Column: The craziest intramural championship football game anywhere, anytime

Jason Epstein

Editor’s note: Whitaker Fields closed Monday for renovations and will reopen in fall 2016. Below is a column from one intramural participant who fought for a flag football championship on Thursday night, the last night Whitaker hosted flag football this year.

Today, we played in the intramural championship. Today, we took a picture to go up in Greg for eternity. Today, we fought hard until the end and went out there to compete. Today, we fought to win. Today, we walked away struck with an overwhelming feeling.

Starting at 7 p.m., we faced the top team in the division, the EcclesiATHLETES. Last time, we lost by two touchdowns against this team. Seeking revenge, we snapped the ball to start the clock and focused on the goal: getting the shirt. We played a no-huddle offense while they milked the whole play clock. With one play left in the first half on their own 30-yard line, they attempted the short-throw, lateral trick play. Scrambling to grab the defender, we swiped them at the 20-yard line to save the touchdown. Wait. Flag. Push in the backfield on the defense. The ref snatched the ball, walked to the spot of the foul and took ten Shaq-sized steps forward. One play remaining. We rushed hard, passed the line and pulled the flag of the quarterback behind the line of scrimmage. Relief. 7-7. Halftime.

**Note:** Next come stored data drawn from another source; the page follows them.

//! Rust literal formatting for generated code.

/// Formats a float as a Rust float literal.
///
/// Integral values keep a trailing `.0` so the literal stays an `f64`.
///
/// # Examples
///
/// ```
/// use hexmap_codegen::literals::float_literal;
///
/// assert_eq!(float_literal(12.5), "12.5");
/// assert_eq!(float_literal(-3.0), "-3.0");
/// assert_eq!(float_literal(0.0), "0.0");
/// ```
#[must_use]
pub fn float_literal(value: f64) -> String {
    format!("{value:?}")
}

/// Formats an `(x, y)` pair.
///
/// # Examples
///
/// ```
/// use hexmap_codegen::literals::coords_literal;
///
/// assert_eq!(coords_literal(12.5, -3.0), "(12.5, -3.0)");
/// ```
#[must_use]
pub fn coords_literal(x: f64, y: f64) -> String {
    format!("({}, {})", float_literal(x), float_literal(y))
}

/// Formats text as a quoted, escaped Rust string literal.
///
/// # Examples
///
/// ```
/// use hexmap_codegen::literals::string_literal;
///
/// assert_eq!(string_literal("World's End"), r#""World's End""#);
/// assert_eq!(string_literal(r#"The "Pram""#), r#""The \"Pram\"""#);
/// ```
#[must_use]
pub fn string_literal(text: &str) -> String {
    format!("{text:?}")
}
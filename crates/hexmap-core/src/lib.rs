//! Core types, traits, and errors for the hex-map code generator.
//!
//! This crate provides the foundational types and abstractions shared by
//! the introspector, the code generator, and the CLI.
//!
//! # Architecture
//!
//! The core consists of:
//! - Wire types for the War API (`TileId`, `MapTextItem`, `TileStatic`)
//! - Error hierarchy with contextual information
//! - The `MapSource` trait that abstracts where map data comes from
//! - Configuration types with defaults matching the upstream service

#![deny(unsafe_code)]
#![warn(missing_docs, missing_debug_implementations)]

mod config;
mod error;
mod types;

pub mod cli;
pub mod traits;

pub use config::{
    CodeStyle, DEFAULT_BASE_URL, DEFAULT_OUTPUT_PATH, GeneratorConfig, IdentifierPolicy,
    OutputConfig, SourceConfig, TILE_SUFFIX_LEN,
};
pub use error::{Error, Result};
pub use types::{MapTextItem, TileId, TileStatic};
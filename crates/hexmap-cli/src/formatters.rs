//! Output formatters for CLI commands.
//!
//! Provides consistent formatting across all CLI commands for JSON, text, and pretty output modes.

use anyhow::Result;
use colored::Colorize;
use hexmap_core::cli::OutputFormat;
use serde::Serialize;

/// Format data according to the specified output format.
///
/// # Errors
///
/// Returns an error if JSON serialization fails.
///
/// # Examples
///
/// ```
/// use hexmap_cli::formatters::format_output;
/// use hexmap_core::cli::OutputFormat;
/// use serde::Serialize;
///
/// #[derive(Serialize)]
/// struct Summary {
///     tiles: usize,
///     path: String,
/// }
///
/// let summary = Summary { tiles: 2, path: "mapdump.txt".to_string() };
///
/// let output = format_output(&summary, OutputFormat::Json)?;
/// assert!(output.contains("\"tiles\": 2"));
/// # Ok::<(), anyhow::Error>(())
/// ```
pub fn format_output<T: Serialize>(data: &T, format: OutputFormat) -> Result<String> {
    match format {
        OutputFormat::Json => json::format(data),
        OutputFormat::Text => text::format(data),
        OutputFormat::Pretty => pretty::format(data),
    }
}

/// JSON output formatting.
pub mod json {
    use super::{Result, Serialize};

    /// Format data as JSON with 2-space indentation.
    pub fn format<T: Serialize>(data: &T) -> Result<String> {
        Ok(serde_json::to_string_pretty(data)?)
    }

    /// Format data as compact JSON.
    pub fn format_compact<T: Serialize>(data: &T) -> Result<String> {
        Ok(serde_json::to_string(data)?)
    }
}

/// Plain text output formatting.
pub mod text {
    use super::{Result, Serialize, json};

    /// Format data as a single line, suitable for piping.
    pub fn format<T: Serialize>(data: &T) -> Result<String> {
        json::format_compact(data)
    }
}

/// Pretty (human-readable) output formatting.
pub mod pretty {
    use super::{Colorize, Result, Serialize};
    use serde_json::Value;
    use std::fmt::Write;

    /// Format data as colorized `key: value` lines.
    ///
    /// Nested objects and arrays are indented beneath their key.
    pub fn format<T: Serialize>(data: &T) -> Result<String> {
        let value = serde_json::to_value(data)?;
        let mut out = String::new();
        write_value(&mut out, &value, 0)?;
        Ok(out.trim_end().to_string())
    }

    fn scalar(value: &Value) -> String {
        match value {
            Value::Null => "-".dimmed().to_string(),
            Value::Bool(b) => b.to_string().yellow().to_string(),
            Value::Number(n) => n.to_string().cyan().to_string(),
            Value::String(s) => s.green().to_string(),
            Value::Array(arr) if arr.is_empty() => "[]".dimmed().to_string(),
            Value::Object(obj) if obj.is_empty() => "{}".dimmed().to_string(),
            Value::Array(_) | Value::Object(_) => String::new(),
        }
    }

    fn is_nested(value: &Value) -> bool {
        match value {
            Value::Array(arr) => !arr.is_empty(),
            Value::Object(obj) => !obj.is_empty(),
            _ => false,
        }
    }

    fn write_value(out: &mut String, value: &Value, indent: usize) -> Result<()> {
        let pad = "  ".repeat(indent);

        match value {
            Value::Object(obj) if !obj.is_empty() => {
                for (key, val) in obj {
                    if is_nested(val) {
                        writeln!(out, "{pad}{}:", key.blue().bold())?;
                        write_value(out, val, indent + 1)?;
                    } else {
                        writeln!(out, "{pad}{}: {}", key.blue().bold(), scalar(val))?;
                    }
                }
            }
            Value::Array(arr) if !arr.is_empty() => {
                for item in arr {
                    if is_nested(item) {
                        writeln!(out, "{pad}-")?;
                        write_value(out, item, indent + 1)?;
                    } else {
                        writeln!(out, "{pad}- {}", scalar(item))?;
                    }
                }
            }
            other => writeln!(out, "{pad}{}", scalar(other))?,
        }

        Ok(())
    }
}

#[cfg(test)]
mod tests {
    use super::*;
    use serde::Serialize;

    #[derive(Serialize)]
    struct TestSummary {
        path: String,
        tiles: usize,
        strict: bool,
        names: Vec<String>,
    }

    fn sample() -> TestSummary {
        TestSummary {
            path: "mapdump.txt".to_string(),
            tiles: 2,
            strict: false,
            names: vec!["Stonecradle".to_string(), "AllodsBight".to_string()],
        }
    }

    #[test]
    fn test_json_format() {
        let output = json::format(&sample()).unwrap();
        assert!(output.contains("\"path\": \"mapdump.txt\""));
        assert!(output.contains("\"tiles\": 2"));
        assert!(output.contains('\n'));
    }

    #[test]
    fn test_text_format_is_single_line() {
        let output = text::format(&sample()).unwrap();
        assert!(!output.contains('\n'));
        assert!(output.contains("\"tiles\":2"));
    }

    #[test]
    fn test_pretty_format() {
        colored::control::set_override(false);
        let output = pretty::format(&sample()).unwrap();

        assert!(output.contains("path: mapdump.txt"));
        assert!(output.contains("tiles: 2"));
        assert!(output.contains("strict: false"));
        assert!(output.contains("names:\n  - Stonecradle\n  - AllodsBight"));
    }

    #[test]
    fn test_format_output_dispatch() {
        let data = sample();
        for format in [OutputFormat::Json, OutputFormat::Text, OutputFormat::Pretty] {
            let output = format_output(&data, format).unwrap();
            assert!(output.contains("mapdump.txt"), "{format} output lost data");
        }
    }
}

At the start of the second half, the EcclesiATHLETES started with the ball to no success. Again, operating in their slow offense, we contained them and got the ball back off of a punt. Fast-forward, eight minutes left, we have the ball. Hike, rush, score. Miss the extra point; we’re up six.

With the ball again and six minutes left, our QB drops back, interception. Their ball.

With the ball on their own 15, we stop them on first down. On second, the ball’s in the air, we swat it down and begin to celebrate. Flag. Pass interference. Automatic first down. Next play, stopped. This continued on for two more downs and they called a timeout pondering fourth-down options. They elect to punt with four minutes remaining. Ball’s in the air, our punt receiver catches the ball — juke, juke, juke – shakes off six defenders and hobbles into the end zone for the score. We miss the extra point, and they get the ball on their own 15. We’re up 12 with six plays remaining.

First play, 80-yard bomb, caught, score (with an extra point). Up five on our own 15, first down. The play call? Run four times, try for a first down; if not, we punt to them with one play left. Ready for the play, long snap count, false start. Move it back. Next play, hike, scramble, pressure, fake the throw, run a little, still behind the line of scrimmage, spike attempt, defender gets a hand under the ball, interception.

Up five, four plays to go. Their ball, red zone. First down, throw for no gain. Second down, scramble, ball’s up, we get two hands on the ball and can’t hold on. Third down, hike, scramble, roll out, run around, a little more time, lob in the end zone, touchdown.

EcclesiATHLETES up one, go for two and get it. One play left, we plan a tip play, launch one down the field to their 30, four defenders in the area — interception.

Game over. Lost by three.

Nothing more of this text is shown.